Role of the endogenous nitric oxide in the vasodilatory tone and CO2 responsiveness of the rostral ventrolateral medulla microcirculation in the rat.

The study was designed to check the role of endogenous NO in maintaining the vasodilatory tone and in mediation of local cerebral blood flow (CBF) responses to CO2 in rostral ventrolateral medulla (RVLM) in the rat. The ventral surface of the medulla was exposed and CBF in the RVLM continuously recorded with a laser-Doppler flowmeter. Local vascular resistance (CVR) was estimated as the ratio of mean arterial pressure (MAP) to CBF. During 1 min exposure to 10% CO2 in oxygen PaCO2 rose from 39.9 +/- 2 mm Hg to 89.7 +/- 4.6 mm Hg and pH fell from 7.4 +/- 0.04 to 7.1 +/- 0.03. After intravenous administration of 15 mg/kg L-NAME (Nitro-L-arginine-methyl ester) MAP increased by 43 +/- 2.9 mm Hg (p < 0.001), local CBF increased by 33 +/- 6% (p < 0.001) and CVR increased by 17 +/- 6% (p < 0.01).
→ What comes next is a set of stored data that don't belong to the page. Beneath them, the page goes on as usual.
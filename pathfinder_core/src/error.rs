// error.rs - Error taxonomy for maze generation and session play

use thiserror::Error;

use crate::grid::{Direction, Position};

#[derive(Error, Debug, Clone, PartialEq)]
pub enum PathfinderError {
    #[error("Invalid direction: {0:?} (expected up, down, left or right)")]
    InvalidDirection(String),

    #[error("Move {direction} from {position} would leave the grid")]
    MoveRejectedBoundary {
        position: Position,
        direction: Direction,
    },

    #[error("Move rejected: cell {target} is blocked")]
    MoveRejectedBlocked { target: Position },

    #[error("Session already completed; restart to play again")]
    SessionCompleted,

    #[error(
        "No solvable {width}x{height} maze at difficulty {difficulty} after {attempts} attempts"
    )]
    MazeUnsolvableAfterRetries {
        attempts: u32,
        width: usize,
        height: usize,
        difficulty: f64,
    },

    #[error("Invalid grid dimensions {width}x{height}: both must be positive")]
    InvalidDimensions { width: usize, height: usize },

    #[error("Invalid configuration: {0}")]
    InvalidConfig(String),
}

impl PathfinderError {
    /// Whether the error aborts session initialization.
    ///
    /// Move rejections are informational; the session is left untouched and
    /// play can continue.
    pub fn is_fatal(&self) -> bool {
        matches!(
            self,
            PathfinderError::MazeUnsolvableAfterRetries { .. }
                | PathfinderError::InvalidDimensions { .. }
                | PathfinderError::InvalidConfig(_)
        )
    }

    /// True for the rejections a move command can produce.
    pub fn is_move_rejection(&self) -> bool {
        matches!(
            self,
            PathfinderError::InvalidDirection(_)
                | PathfinderError::MoveRejectedBoundary { .. }
                | PathfinderError::MoveRejectedBlocked { .. }
                | PathfinderError::SessionCompleted
        )
    }
}

pub type Result<T> = std::result::Result<T, PathfinderError>;

#[cfg(test)]
mod tests {
    use super::*;

    #[test]
    fn test_fatality_split() {
        let fatal = PathfinderError::MazeUnsolvableAfterRetries {
            attempts: 1000,
            width: 15,
            height: 15,
            difficulty: 90.0,
        };
        assert!(fatal.is_fatal());
        assert!(!fatal.is_move_rejection());

        let blocked = PathfinderError::MoveRejectedBlocked {
            target: Position::new(1, 2),
        };
        assert!(!blocked.is_fatal());
        assert!(blocked.is_move_rejection());
        assert!(PathfinderError::SessionCompleted.is_move_rejection());
    }

    #[test]
    fn test_messages_name_the_cell() {
        let err = PathfinderError::MoveRejectedBoundary {
            position: Position::new(0, 3),
            direction: Direction::Up,
        };
        assert_eq!(err.to_string(), "Move up from (0, 3) would leave the grid");
    }
}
L-NAME significantly reduced CBF flow response to 60 s hypercapnia from 47 +/- 9% (p < 0.001) before administration of L-NAME to 14 +/- 5% (p < 0.001). This effect was due to reversal by L-NAME of a pressor response to hypercapnia to a depressor response. The attenuation of CVR response to CO2 by L-NAME was too small to account alone for the significant reduction of local CBF responsiveness to hypercapnia. We conclude that endogenous NO plays a role in maintaining a local vasodilatory tone in RVLM, but it is less significant than in the cortical microcirculation. NO is not a major mediator in the increase in local CBF in RVLM during brief hypercapnia. Endogenous NO is critical for the neurogenic pressor response to brief hypercapnia.